Utterly ridiculous to claim that a Bible is too religious as a Christening gift!

A Christening is supposed to be all about religion, after all!

Olympicnmix · 28/07/2012 20:10

Yowser, that's tacky.

I once gave an expensive inscribed pictorial edition of The Lion, Witch & the Wardrobe as a Christening present only to be told "We've got that upstairs". We weren't invited to their dc2' christening Grin

fuzzpig · 28/07/2012 20:10

Quite! I tried searching for the thread but couldn't find it.

ILoveDolly · 28/07/2012 20:14

Present list at a Christening? Have not heard of that before? Rather controlling and greedy. But then, I am getting baptised and confirmed soon, and I can think of loads of things I would like - ha ha

cocoachannel · 28/07/2012 20:14

Yuck, really vulgar.

Your idea is lovely. I'd go with that.

3duracellbunnies · 28/07/2012 20:20

Well why not get a few choice presents for your dc while getting them at the front of the list for nearby faith schools just in time for school applications, you wouldn't want to risk getting too many bibles now would you?
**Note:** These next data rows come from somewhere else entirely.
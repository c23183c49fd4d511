//! # sparsepoly
//!
//! Sparse univariate polynomials for any numeric coefficient type.
//!
//! This crate provides:
//! - `Term`, a single `(coefficient, power)` monomial
//! - `TermStore`, the nonzero terms of a polynomial kept in descending
//!   power order, with lookup, in-place update and rendering
//! - Addition by sorted merge, multiplication by convolution, scalar
//!   multiplication and evaluation
//!
//! ## Example
//!
//! ```rust
//! use sparsepoly::TermStore;
//!
//! let mut p = TermStore::new();
//! p.change_coefficient(3, 2).unwrap();
//! p.change_coefficient(-1, 0).unwrap();
//!
//! assert_eq!(p.display_poly(), "(3)x^2 + (-1)");
//! assert_eq!(p.evaluate(&2), 11);
//! assert_eq!(p.scalar_multiply(&2).display_poly(), "(6)x^2 + (-2)");
//! ```
//!
//! ## Mismatched Variables
//!
//! `add` and `multiply` return an empty store when the operands use
//! different variable symbols. `try_add` and `try_multiply` report the
//! mismatch as a `PolyError` instead.

#![warn(missing_docs)]
#![warn(clippy::all)]
#![warn(clippy::pedantic)]

pub mod config;
pub mod error;
pub mod ops;
pub mod store;
pub mod term;

#[cfg(test)]
mod proptests;

pub use config::StoreConfig;
pub use error::{PolyError, Result};
pub use store::TermStore;
pub use term::{Power, Term};
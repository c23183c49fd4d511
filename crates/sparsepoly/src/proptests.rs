//! Property-based tests for term store arithmetic.

#[cfg(test)]
mod tests {
    use proptest::prelude::*;

    use crate::store::TermStore;
    use crate::term::Power;

    // Strategy for generating small coefficients, zero included
    fn small_coeff() -> impl Strategy<Value = i64> {
        -20i64..20i64
    }

    // Strategy for generating sparse polynomials over x (up to 6 writes)
    fn small_poly() -> impl Strategy<Value = TermStore<i64>> {
        proptest::collection::vec((small_coeff(), 0u64..12), 0..=6)
            .prop_map(|terms| TermStore::from_terms('x', terms))
    }

    fn is_well_formed(p: &TermStore<i64>) -> bool {
        let descending = p.terms().windows(2).all(|w| w[0].power() > w[1].power());
        let nonzero = p.iter().all(|t| *t.coefficient() != 0);
        descending && nonzero
    }

    proptest! {
        // Store invariants

        #[test]
        fn store_invariants_hold(
            writes in proptest::collection::vec((small_coeff(), 0u64..16), 0..32)
        ) {
            let mut p = TermStore::new();
            for (c, power) in writes {
                p.set_coefficient(c, power);
                prop_assert!(is_well_formed(&p));
            }
        }

        #[test]
        fn last_write_wins(
            writes in proptest::collection::vec((small_coeff(), 0u64..8), 0..24),
            probe in 0u64..8
        ) {
            let expected = writes
                .iter()
                .rev()
                .find(|(_, power)| *power == probe)
                .map_or(0, |(c, _)| *c);
            let p = TermStore::from_terms('x', writes);
            prop_assert_eq!(p.coefficient(probe), expected);
        }

        #[test]
        fn degree_is_leading_power(p in small_poly()) {
            let max: Option<Power> = p.iter().map(|t| t.power()).max();
            prop_assert_eq!(p.degree(), max);
        }

        #[test]
        fn negative_power_leaves_store(p in small_poly(), c in small_coeff(), power in -50i64..0) {
            let mut q = p.clone();
            prop_assert!(q.change_coefficient(c, power).is_err());
            prop_assert_eq!(q, p);
        }

        // Arithmetic laws

        #[test]
        fn add_commutative(a in small_poly(), b in small_poly()) {
            prop_assert_eq!(a.add(&b), b.add(&a));
        }

        #[test]
        fn add_identity(a in small_poly()) {
            let zero = TermStore::new();
            prop_assert_eq!(a.add(&zero), a.clone());
            prop_assert_eq!(zero.add(&a), a);
        }

        #[test]
        fn add_matches_coefficients(a in small_poly(), b in small_poly()) {
            let sum = a.add(&b);
            prop_assert!(is_well_formed(&sum));
            for power in 0..12 {
                prop_assert_eq!(sum.coefficient(power), a.coefficient(power) + b.coefficient(power));
            }
        }

        #[test]
        fn mul_commutative(a in small_poly(), b in small_poly()) {
            prop_assert_eq!(a.multiply(&b), b.multiply(&a));
        }

        #[test]
        fn mul_well_formed(a in small_poly(), b in small_poly()) {
            prop_assert!(is_well_formed(&a.multiply(&b)));
        }

        #[test]
        fn distributive(a in small_poly(), b in small_poly(), c in small_poly()) {
            // a * (b + c) = a * b + a * c
            let left = a.multiply(&b.add(&c));
            let right = a.multiply(&b).add(&a.multiply(&c));
            prop_assert_eq!(left, right);
        }

        #[test]
        fn mul_degree(a in small_poly(), b in small_poly()) {
            // Integers have no zero divisors, so degrees add.
            let product = a.multiply(&b);
            match (a.degree(), b.degree()) {
                (Some(m), Some(n)) => {
                    prop_assert_eq!(product.degree(), Some(m + n));
                }
                _ => {
                    prop_assert!(product.is_empty());
                }
            }
        }

        // Evaluation homomorphism

        #[test]
        fn eval_add(a in small_poly(), b in small_poly(), x in -3i64..3) {
            prop_assert_eq!(a.add(&b).evaluate(&x), a.evaluate(&x) + b.evaluate(&x));
        }

        #[test]
        fn eval_mul(a in small_poly(), b in small_poly(), x in -3i64..3) {
            prop_assert_eq!(a.multiply(&b).evaluate(&x), a.evaluate(&x) * b.evaluate(&x));
        }

        #[test]
        fn eval_scale(a in small_poly(), s in small_coeff(), x in -3i64..3) {
            prop_assert_eq!(a.scalar_multiply(&s).evaluate(&x), a.evaluate(&x) * s);
        }
    }
}
//! # sparsepoly-rings
//!
//! Coefficient abstractions for sparse univariate polynomials.
//!
//! This crate provides:
//! - The `Coefficient` trait, blanket-implemented for every numeric type
//!   offering `Zero`, `One`, `+`, `*`, equality and text formatting
//! - `pow`, an exponentiation by squaring that accepts 64-bit exponents
//!
//! ## Supported Coefficients
//!
//! ```text
//! i32, i64, i128, u64, ...   machine integers
//! f32, f64                   floating point
//! Ratio<T>, BigInt           via num-rational / num-bigint
//! ```

#![warn(missing_docs)]
#![warn(clippy::all)]
#![warn(clippy::pedantic)]

pub mod traits;

#[cfg(test)]
mod proptests;

pub use traits::{pow, Coefficient};
//! Property-based tests for coefficient exponentiation.

#[cfg(test)]
mod tests {
    use num_bigint::BigInt;
    use proptest::prelude::*;

    use crate::traits::pow;

    // Strategy for generating small bases
    fn small_base() -> impl Strategy<Value = i64> {
        -6i64..=6i64
    }

    proptest! {
        #[test]
        fn pow_matches_repeated_multiplication(b in small_base(), e in 0u64..20) {
            let mut expected = 1i64;
            for _ in 0..e {
                expected *= b;
            }
            prop_assert_eq!(pow(&b, e), expected);
        }

        #[test]
        fn pow_adds_exponents(b in small_base(), m in 0u64..12, n in 0u64..12) {
            let b = BigInt::from(b);
            prop_assert_eq!(pow(&b, m) * pow(&b, n), pow(&b, m + n));
        }

        #[test]
        fn pow_multiplies_bases(a in small_base(), b in small_base(), e in 0u64..10) {
            let a = BigInt::from(a);
            let b = BigInt::from(b);
            prop_assert_eq!(pow(&(a.clone() * b.clone()), e), pow(&a, e) * pow(&b, e));
        }
    }
}
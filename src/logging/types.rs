//! Core logging types: task entries, status, and the [`Log`] trait.
use serde::Serialize;

/// Task execution result for summary reporting.
#[derive(Debug, Clone, Serialize)]
pub struct TaskEntry {
    /// Human-readable task name.
    pub name: String,
    /// Final status of the task.
    pub status: TaskStatus,
    /// Optional detail message (e.g., skip reason or error description).
    #[serde(skip_serializing_if = "Option::is_none")]
    pub message: Option<String>,
}

/// Status of a completed task.
#[derive(Debug, Clone, Copy, PartialEq, Eq, Serialize)]
#[serde(rename_all = "snake_case")]
pub enum TaskStatus {
    /// Task completed successfully.
    Ok,
    /// Task does not apply here (e.g. packages on a non-Windows host).
    NotApplicable,
    /// Task was explicitly skipped (nothing configured, excluded by `--skip`).
    Skipped,
    /// Task ran in dry-run mode; no changes were applied.
    DryRun,
    /// Task encountered an error, or some of its items failed.
    Failed,
}

/// Abstraction over logging backends, so tasks can be tested against a
/// recording implementation.
pub trait Log: Send + Sync {
    /// Log a stage header (major section).
    fn stage(&self, msg: &str);
    /// Log an informational message.
    fn info(&self, msg: &str);
    /// Log a debug message (may be suppressed on console).
    fn debug(&self, msg: &str);
    /// Log a warning message.
    fn warn(&self, msg: &str);
    /// Log an error message.
    fn error(&self, msg: &str);
    /// Log a dry-run action message.
    fn dry_run(&self, msg: &str);
    /// Record a task result for the summary.
    fn record_task(&self, name: &str, status: TaskStatus, message: Option<&str>);
}
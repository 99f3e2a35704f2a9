//! Install command implementation.
use anyhow::Result;
use std::sync::Arc;

use crate::cli::{GlobalOpts, InstallOpts};
use crate::expand::Environment;
use crate::logging::{Log, Logger};
use crate::tasks;

/// Run the install command: sync the store, install packages, reconcile
/// links and purge temporary files.
///
/// # Errors
///
/// Returns an error if configuration loading fails or any task fails.
pub fn run(
    global: &GlobalOpts,
    opts: &InstallOpts,
    env: &Environment,
    log: &Arc<Logger>,
) -> Result<()> {
    log.info(&format!("provision {}", super::version::VERSION));

    let setup = super::CommandSetup::init(global, env, log)?;
    let ctx = setup.into_context(Arc::clone(log) as Arc<dyn Log>, global.dry_run);

    let all_tasks = tasks::all_install_tasks();
    let selected = super::filter_tasks(&all_tasks, &opts.skip, &opts.only);
    super::run_tasks_to_completion(selected, &ctx, log, global.json)
}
My dc got some lovely presents, not ones we would particularly have chosen, but they still love some of their books they were give. A good classic is a safe bet, we were given a lovely book of prayers with little envelopes with more prayers in, think it was called Dear God, You Choose is a good 3-5yr old book. More adventurous gifts are a fruit bush, bottle of wine from their birth year to lie down for them (but a bit pricey).

Go with whatever you feel you want to give as a gift. I always try to think about what gifts my dc might like for birthdays as some kind people like to ask, but they are older now too, but I would never issue a guest list.

CokeFan · 28/07/2012 20:27

I'd never heard of a gift list for a Christening either. And isn't the DC in question 3 years old - so not a tiny baby but also not old enough to decide to join a church themselves. Seems a bit of an odd time to consider Christening (unless it's to get into a particular school?).

However, I think WaitingForMe's favourite book idea is lovely.

DD was 11 months at hers (had to wait for Godparents' younger child to be old enough to make the journey) and she got money boxes etc., which we thought were lovely. TBH we didn't invite a lot of family and friends from outside church.

I got a locket from my aunt for my Christening and then got a chain to match it for my confirmation.